Data to examine START

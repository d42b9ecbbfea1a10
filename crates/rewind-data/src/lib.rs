//! Data loading utilities for rewind.

pub mod cancel;
pub mod csv;
pub mod memory;
pub mod source;
pub mod validation;

pub use self::csv::CsvLoader;
pub use cancel::CancelToken;
pub use memory::MemorySource;
pub use source::CandleSource;
pub use validation::{is_strictly_ascending, validate_candle};
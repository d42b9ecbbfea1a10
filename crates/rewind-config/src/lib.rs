//! Configuration management for rewind.
//!
//! Loads configuration from TOML files. Every section falls back to defaults, so
//! a partial file only overrides what it names.

use std::fs;
use std::path::{Path, PathBuf};

use chrono::NaiveTime;
use serde::{Deserialize, Serialize};
use thiserror::Error;

/// Configuration errors.
#[derive(Error, Debug)]
pub enum ConfigError {
    #[error("Failed to read config file: {0}")]
    ReadError(#[from] std::io::Error),
    #[error("Failed to parse config file: {0}")]
    ParseError(#[from] toml::de::Error),
    #[error("Invalid config value: {0}")]
    Invalid(String),
}

/// Root configuration structure.
#[derive(Debug, Clone, Default, PartialEq, Serialize, Deserialize)]
#[serde(default)]
pub struct Config {
    pub playback: PlaybackConfig,
    pub drawing: DrawingConfig,
    pub kill_zone: KillZoneConfig,
}

impl Config {
    /// Load configuration from a file path.
    pub fn load<P: AsRef<Path>>(path: P) -> Result<Self, ConfigError> {
        let content = fs::read_to_string(path)?;
        Self::parse(&content)
    }

    /// Parse and validate configuration from TOML text.
    pub fn parse(content: &str) -> Result<Self, ConfigError> {
        let config: Config = toml::from_str(content)?;
        config.validate()?;
        Ok(config)
    }

    /// Load configuration from default locations.
    ///
    /// Searches in order:
    /// 1. `./rewind.toml`
    /// 2. `~/.config/rewind/config.toml`
    ///
    /// Returns default config if no file found.
    pub fn load_default() -> Self {
        if let Ok(config) = Self::load(Self::default_path()) {
            return config;
        }

        if let Some(config_dir) = dirs::config_dir() {
            let config_path = config_dir.join("rewind").join("config.toml");
            if let Ok(config) = Self::load(&config_path) {
                return config;
            }
        }

        Self::default()
    }

    /// Save configuration to a file path.
    pub fn save<P: AsRef<Path>>(&self, path: P) -> Result<(), ConfigError> {
        let content = toml::to_string_pretty(self)
            .map_err(|e| std::io::Error::new(std::io::ErrorKind::InvalidData, e))?;
        fs::write(path, content)?;
        Ok(())
    }

    /// Get the default config file path.
    pub fn default_path() -> PathBuf {
        PathBuf::from("rewind.toml")
    }

    fn validate(&self) -> Result<(), ConfigError> {
        let p = &self.playback;
        if p.visible_bars == 0 {
            return Err(ConfigError::Invalid("playback.visible_bars must be > 0".into()));
        }
        if p.forward_batch == 0 || p.backfill_batch == 0 {
            return Err(ConfigError::Invalid("playback batch sizes must be > 0".into()));
        }
        if !(-12..=14).contains(&self.kill_zone.utc_offset_hours) {
            return Err(ConfigError::Invalid(format!(
                "kill_zone.utc_offset_hours out of range: {}",
                self.kill_zone.utc_offset_hours
            )));
        }
        Ok(())
    }
}

/// Playback engine tuning.
#[derive(Debug, Clone, PartialEq, Serialize, Deserialize)]
#[serde(default)]
pub struct PlaybackConfig {
    /// Milliseconds between playback ticks.
    pub speed_ms: u64,
    /// Bars of history fetched behind the simulated time.
    pub visible_bars: usize,
    /// Extra bars fetched for indicator warm-up.
    pub warmup_bars: usize,
    /// Warm-up is padded with synthetic bars up to this size.
    pub min_warmup_bars: usize,
    /// Fetch forward when fewer bars than this remain ahead.
    pub buffer_threshold: usize,
    /// Bars requested per forward fetch.
    pub forward_batch: usize,
    /// Bars requested per history backfill.
    pub backfill_batch: usize,
}

impl Default for PlaybackConfig {
    fn default() -> Self {
        Self {
            speed_ms: 500,
            visible_bars: 300,
            warmup_bars: 100,
            min_warmup_bars: 100,
            buffer_threshold: 50,
            forward_batch: 500,
            backfill_batch: 1000,
        }
    }
}

/// Drawing interaction defaults.
#[derive(Debug, Clone, PartialEq, Serialize, Deserialize)]
#[serde(default)]
pub struct DrawingConfig {
    /// Snap endpoints to OHLC on the main pane.
    pub magnet: bool,
    /// Pixel distance within which a drawing body counts as hit.
    pub hit_tolerance_px: f64,
}

impl Default for DrawingConfig {
    fn default() -> Self {
        Self {
            magnet: false,
            hit_tolerance_px: 6.0,
        }
    }
}

/// One recurring daily session window, in reference-zone local time.
#[derive(Debug, Clone, PartialEq, Serialize, Deserialize)]
pub struct SessionConfig {
    pub name: String,
    pub enabled: bool,
    pub start: NaiveTime,
    pub end: NaiveTime,
    /// RGBA fill color.
    pub color: [f32; 4],
    pub show_label: bool,
}

impl SessionConfig {
    pub fn new(name: &str, start: (u32, u32), end: (u32, u32), color: [f32; 4]) -> Self {
        Self {
            name: name.to_string(),
            enabled: true,
            start: NaiveTime::from_hms_opt(start.0, start.1, 0).unwrap_or(NaiveTime::MIN),
            end: NaiveTime::from_hms_opt(end.0, end.1, 0).unwrap_or(NaiveTime::MIN),
            color,
            show_label: true,
        }
    }
}

/// Kill zone drawing configuration.
#[derive(Debug, Clone, PartialEq, Serialize, Deserialize)]
#[serde(default)]
pub struct KillZoneConfig {
    /// Fixed reference timezone, hours east of UTC.
    pub utc_offset_hours: i32,
    /// Extend each box's high/low lines to the right edge.
    pub extend_right: bool,
    /// Draw a line halfway between high and low.
    pub show_midline: bool,
    pub sessions: Vec<SessionConfig>,
}

impl Default for KillZoneConfig {
    fn default() -> Self {
        Self {
            utc_offset_hours: 7,
            extend_right: false,
            show_midline: false,
            sessions: vec![
                SessionConfig::new("Asia", (7, 0), (11, 0), [0.9, 0.3, 0.9, 0.15]),
                SessionConfig::new("London", (14, 0), (17, 0), [0.2, 0.5, 1.0, 0.15]),
                SessionConfig::new("New York", (19, 0), (22, 0), [1.0, 0.6, 0.1, 0.15]),
            ],
        }
    }
}

#[cfg(test)]
mod tests {
    use super::*;

    #[test]
    fn test_default_config() {
        let config = Config::default();
        assert_eq!(config.playback.buffer_threshold, 50);
        assert_eq!(config.kill_zone.utc_offset_hours, 7);
        assert_eq!(config.kill_zone.sessions.len(), 3);
        assert!(!config.drawing.magnet);
    }

    #[test]
    fn test_parse_toml() {
        let toml = r#"
[playback]
speed_ms = 250
warmup_bars = 50

[drawing]
magnet = true

[kill_zone]
show_midline = true

[[kill_zone.sessions]]
name = "Overnight"
enabled = true
start = "22:00:00"
end = "02:00:00"
color = [1.0, 1.0, 1.0, 0.2]
show_label = false
"#;
        let config = Config::parse(toml).unwrap();
        assert_eq!(config.playback.speed_ms, 250);
        assert_eq!(config.playback.warmup_bars, 50);
        assert_eq!(config.playback.visible_bars, 300);
        assert!(config.drawing.magnet);
        assert!(config.kill_zone.show_midline);
        assert_eq!(config.kill_zone.sessions.len(), 1);
        assert_eq!(
            config.kill_zone.sessions[0].end,
            NaiveTime::from_hms_opt(2, 0, 0).unwrap()
        );
    }

    #[test]
    fn test_invalid_values_rejected() {
        let err = Config::parse("[playback]\nvisible_bars = 0\n").unwrap_err();
        assert!(matches!(err, ConfigError::Invalid(_)));

        let err = Config::parse("[kill_zone]\nutc_offset_hours = 20\n").unwrap_err();
        assert!(matches!(err, ConfigError::Invalid(_)));
    }

    #[test]
    fn test_save_and_load_roundtrip() {
        let dir = std::env::temp_dir().join(format!("rewind-config-{}", std::process::id()));
        fs::create_dir_all(&dir).unwrap();
        let path = dir.join("config.toml");

        let mut config = Config::default();
        config.playback.speed_ms = 42;
        config.save(&path).unwrap();

        let loaded = Config::load(&path).unwrap();
        assert_eq!(loaded, config);
        fs::remove_dir_all(&dir).ok();
    }
}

Data to examine END

* **Problem to work on**: Please work out how many lines in this listing contain "DrawingConfig", then give only that number.

* **Response area**: 3